Por Samuel Bonastre Martín
En el mundo en el que vivimos, tan digitalizado, tan rápidamente evolucionando y actualizado constantemente, está más que claro que si quieres que tu contenido se posicione bien en los motores de búsqueda tiene que ser original e interesante por una parte, y adscribirse a las normas del algoritmo actual.
Tomando esto como punto de partida, ¿se puede crear contenido que sea atrayente sin caer en lo básico, el clic fácil? Creo que es relativamente sencillo argumentar que sí. Sí se puede escribir, hacer vídeos o cualquier otro tipo de contenido siempre y cuando se sea fiel a uno mismo. Escoger bien lo que se quiere contar, tener bien definido el punto de vista y poseer una voz propia a la hora de contar las cosas va a permitir que nuestro producto sea reconocible. Nadie quiere leer constantemente una infinidad de artículos que parezca que los haya escrito una inteligencia artificial: mismas estructuras y parámetros colocados como si de un juego de Tetris se tratara, todo bien encajado sin errores y satisfaciendo a ese algoritmo a la perfección.

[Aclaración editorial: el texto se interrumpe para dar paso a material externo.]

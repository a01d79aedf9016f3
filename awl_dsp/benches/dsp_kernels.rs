//! Throughput benchmarks for the fixed-point DSP kernels.

use criterion::{Criterion, black_box, criterion_group, criterion_main};

use awl_dsp::adpcm::{self, AdpcmState};
use awl_dsp::fir::{FirDecimator, FirInterpolator, FirSampleFormat};

static FLAT_TAPS_24: [i32; 24] = [89_478_485; 24];

fn bench_adpcm(c: &mut Criterion) {
    let samples: Vec<i32> = (0..480).map(|i| ((i * 257) % 32_768) - 16_384).collect();

    c.bench_function("adpcm_encode_480", |b| {
        b.iter(|| {
            let mut state = AdpcmState::new();
            for &s in &samples {
                black_box(adpcm::encode(&mut state, black_box(s)));
            }
        })
    });

    c.bench_function("adpcm_decode_480", |b| {
        let mut enc = AdpcmState::new();
        let codes: Vec<u8> = samples.iter().map(|&s| adpcm::encode(&mut enc, s)).collect();
        b.iter(|| {
            let mut state = AdpcmState::new();
            for &code in &codes {
                black_box(adpcm::decode(&mut state, black_box(code)));
            }
        })
    });
}

fn bench_fir(c: &mut Criterion) {
    let fmt = FirSampleFormat::bits16(2);
    let src: Vec<u8> = (0..240i16).flat_map(|v| (v * 17).to_le_bytes()).collect();

    c.bench_function("fir_decimate_240_by_2", |b| {
        let state = vec![0i32; 24 + 240].into_boxed_slice();
        let mut dec = FirDecimator::new(24, 2, &FLAT_TAPS_24, state, 240, fmt, fmt).unwrap();
        let mut dst = vec![0u8; 240];
        b.iter(|| dec.process(black_box(&src), &mut dst, 240, 0, 1))
    });

    c.bench_function("fir_interpolate_240_by_3", |b| {
        let state = vec![0i32; 240 + 8].into_boxed_slice();
        let mut interp = FirInterpolator::new(3, 24, &FLAT_TAPS_24, state, 240, fmt, fmt).unwrap();
        let mut dst = vec![0u8; 240 * 3 * 2];
        b.iter(|| interp.process(black_box(&src), &mut dst, 240, 0, 1))
    });
}

criterion_group!(benches, bench_adpcm, bench_fir);
criterion_main!(benches);
//! Single-sample resampling by linear interpolation.
//!
//! Adds or removes exactly one sample per channel over a configurable
//! window of samples, stretching the signal so the correction is inaudible.
//! This is the corrective half of queue-load clock-drift compensation: a
//! receiver whose consumer queue trends away from its target starts an
//! episode, the episode spans `resampling_length` samples, then the
//! instance returns to idle.
//!
//! The interpolation position walks a fixed-point axis sized by the sample
//! bit depth; a bias accumulator distributes the rounding remainder across
//! the window.

use core::fmt;

/// Maximum channel count supported per instance.
pub const MAX_CHANNELS: usize = 2;

/// Carried samples per channel between packets.
const LAST_SAMPLE_AMT: usize = 2;

/// Remove episodes run two steps shorter than add episodes.
const ADD_REM_DIFF: u32 = 2;

const LAST_SAMPLE_BYTES: usize = LAST_SAMPLE_AMT * MAX_CHANNELS * 4;

/// Configuration error returned by [`Resampler::new`].
#[derive(Debug, Clone, Copy, PartialEq, Eq)]
pub enum ResamplingError {
    /// More channels than [`MAX_CHANNELS`], or zero.
    InvalidChannelCount,
    /// Resampling window shorter than one packet.
    InvalidLength,
}

impl fmt::Display for ResamplingError {
    fn fmt(&self, f: &mut fmt::Formatter<'_>) -> fmt::Result {
        match self {
            ResamplingError::InvalidChannelCount => write!(f, "invalid channel count"),
            ResamplingError::InvalidLength => write!(f, "invalid resampling length"),
        }
    }
}

#[cfg(feature = "std")]
impl std::error::Error for ResamplingError {}

/// Sample bit depth of the buffers handed to [`Resampler::resample`].
///
/// The discriminant is the index of the sample MSB, which doubles as the
/// interpolation shift.
#[derive(Debug, Clone, Copy, PartialEq, Eq)]
#[repr(u8)]
pub enum BufferType {
    /// 8-bit samples, one byte each.
    Bits8 = 7,
    /// 16-bit samples, two bytes each.
    Bits16 = 15,
    /// 20-bit samples in 32-bit words.
    Bits20 = 19,
    /// 24-bit samples in 32-bit words.
    Bits24 = 23,
    /// 32-bit samples.
    Bits32 = 31,
}

impl BufferType {
    #[inline]
    fn sample_size(self) -> usize {
        match self {
            BufferType::Bits8 => 1,
            BufferType::Bits16 => 2,
            BufferType::Bits20 | BufferType::Bits24 | BufferType::Bits32 => 4,
        }
    }
}

/// Correction an episode applies.
#[derive(Debug, Clone, Copy, PartialEq, Eq, Default)]
pub enum Correction {
    /// Pass samples through unchanged.
    #[default]
    None,
    /// Insert one sample per channel over the window.
    AddSample,
    /// Drop one sample per channel over the window.
    RemoveSample,
}

/// Episode state.
#[derive(Debug, Clone, Copy, PartialEq, Eq)]
pub enum ResamplingStatus {
    /// Measurement paused until the remote transmit queue drains.
    WaitQueueFull,
    /// No episode in progress.
    Idle,
    /// Episode armed, starts on the next packet.
    Start,
    /// Episode in progress.
    Running,
}

/// Resampler configuration.
#[derive(Debug, Clone, Copy)]
pub struct ResamplerConfig {
    /// Samples per packet, all channels included.
    pub nb_sample: u16,
    /// Sample bit depth.
    pub buffer_type: BufferType,
    /// Episode length in samples per channel.
    pub resampling_length: u16,
    /// Interleaved channel count.
    pub nb_channel: u8,
}

/// One-sample add/remove resampler.
pub struct Resampler {
    status: ResamplingStatus,
    correction: Correction,
    buffer_type: BufferType,
    buffer_type_max: u32,
    last_sample: [u8; LAST_SAMPLE_BYTES],
    step_add: u32,
    step_rem: u32,
    bias: u32,
    bias_step_add: u32,
    bias_step_rem: u32,
    x_axis: i64,
    nb_channel: u8,
    max_x_axis: u32,
}
//! Sparkstream is a client library for the iFlytek Spark streaming
//! chat-completion protocol.
//!
//! The crate is organized around a small set of collaborating layers:
//! - [`auth`] produces the time-bound, HMAC-signed authorization query that
//!   guards every connection attempt.
//! - [`api`] defines the JSON payloads exchanged with the service and the
//!   codec that encodes requests and decodes completion chunks.
//! - [`core`] owns per-session runtime state: client configuration, the
//!   transport seam, and the stream session state machine.
//! - [`utils`] holds small URL helpers shared by the layers above.
//!
//! Each chat request runs as exactly one session:
//! [`crate::core::session::StreamSession`] signs a fresh connection URL, dials the
//! caller-supplied transport, writes the single request frame, and delivers
//! decoded chunks in order until the terminal chunk or a failure. Sessions
//! are fully independent of one another; there is no pooling, retry, or
//! connection reuse.

pub mod api;
pub mod auth;
pub mod core;
pub mod error;
pub mod utils;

Cuando la autenticidad se convierte en estrategia
Aunque pueda parecer que conseguir una voz propia o un punto de vista novedoso sea una ardua tarea, el ejemplo de Laura Rincón, creadora de Dos Ruedas Dos Pedales (@dosruedasdospedales en Instagram), lo demuestra a la perfección. El ejemplo de una persona que tomó el amor que tiene por desplazarse en bicicleta de un lado a otro y compartirlo en redes para que toda aquella gente afín tenga un espacio al que referirse cuando quiera explorar nuevas opciones.
Con este ejemplo queda expuesto que el rol del periodista en el entorno digital estás atravesando una transformación profunda, que se lleva a cabo con perfiles como el de Laura. Últimamente, la insistencia por la aceleración del flujo informativo, tan impulsada por las redes sociales, ha erosionado la frontera tradicional entre productor y consumidor de noticias. En este escenario, el periodista ya no es únicamente un mediador que selecciona y jerarquiza la información, sino que se posiciona como intérprete de esta, capaz de contextualizar y verificar un océano de datos, opiniones y desinformación.

Esa inmediatez (principal y central valor de la cultura digital) genera una gran tensión en la esencia del oficio. La presión por publicar primero crea, en muchas ocasiones, atajos en la verificación y una dependencia de fuentes pobremente contrastadas. El riesgo es evidente: un periodismo reactivo, superficial y subordinado al algoritmo de cada plataforma. Ante esta situación, la responsabilidad ética cobra mayor relevancia. En tiempos de saturación informativa, la credibilidad no se puede improvisar: se construye con rigor, transparencia y resistencia a la gran tentación del clic fácil.
El periodista como guía en un ecosistema saturado de información
Cabe destacar que el periodista debe asumir un rol activo en ayudar a las audiencias a comprender cómo se produce y distribuye la información, cuáles son los sesgos de los sistemas tecnológicos y cómo identificar narrativas manipuladas. Demanda, asimismo, ese perfil de personalidad que comentaba antes, alguien que pueda dialogar con las comunidades, interpretar esas métricas digitales sin subordinarse a ellas. Ese estilo que cada uno de nosotros debe encontrar y sentirse cómodo en él, sin aspirar a complicar la difusión de información para nuestros lectores. Personalmente, creo que esa es la parte más importante cuando se construye esa marca personal y con la que me siento más cómodo, hablar con una voz propia y fácilmente reconocible.
La identidad narrativa como respuesta al ruido digital
En definitiva, el desafío del periodismo en el entorno digital no consiste en renunciar a la tecnología ni en combatir las lógicas de las plataformas, sino en aprender a habitarlas con criterio propio. La saturación informativa y la presión por esa inmediatez no tienen por qué traducirse en contenidos vacíos si el periodista mantiene un compromiso firme y riguroso para con la profesión. Ejemplos como el de Laura Rincón demuestran que es posible construir una comunidad desde la pasión y la especialización, reivindicando un modo de contar que no depende del clic fácil, sino de una voz que aporta valor real.
Así, el periodismo contemporáneo lo tenemos que basar en aquello que ningún algoritmo pueda replicar: la perspectiva humana, el criterio profesional y la capacidad de conectar con los demás a través de la experiencia propia.
Este artículo forma parte de las prácticas realizadas por los alumnos del Máster en Periodismo de Viajes y Máster en Periodismo Gastronómico de la School of Travel Journalism.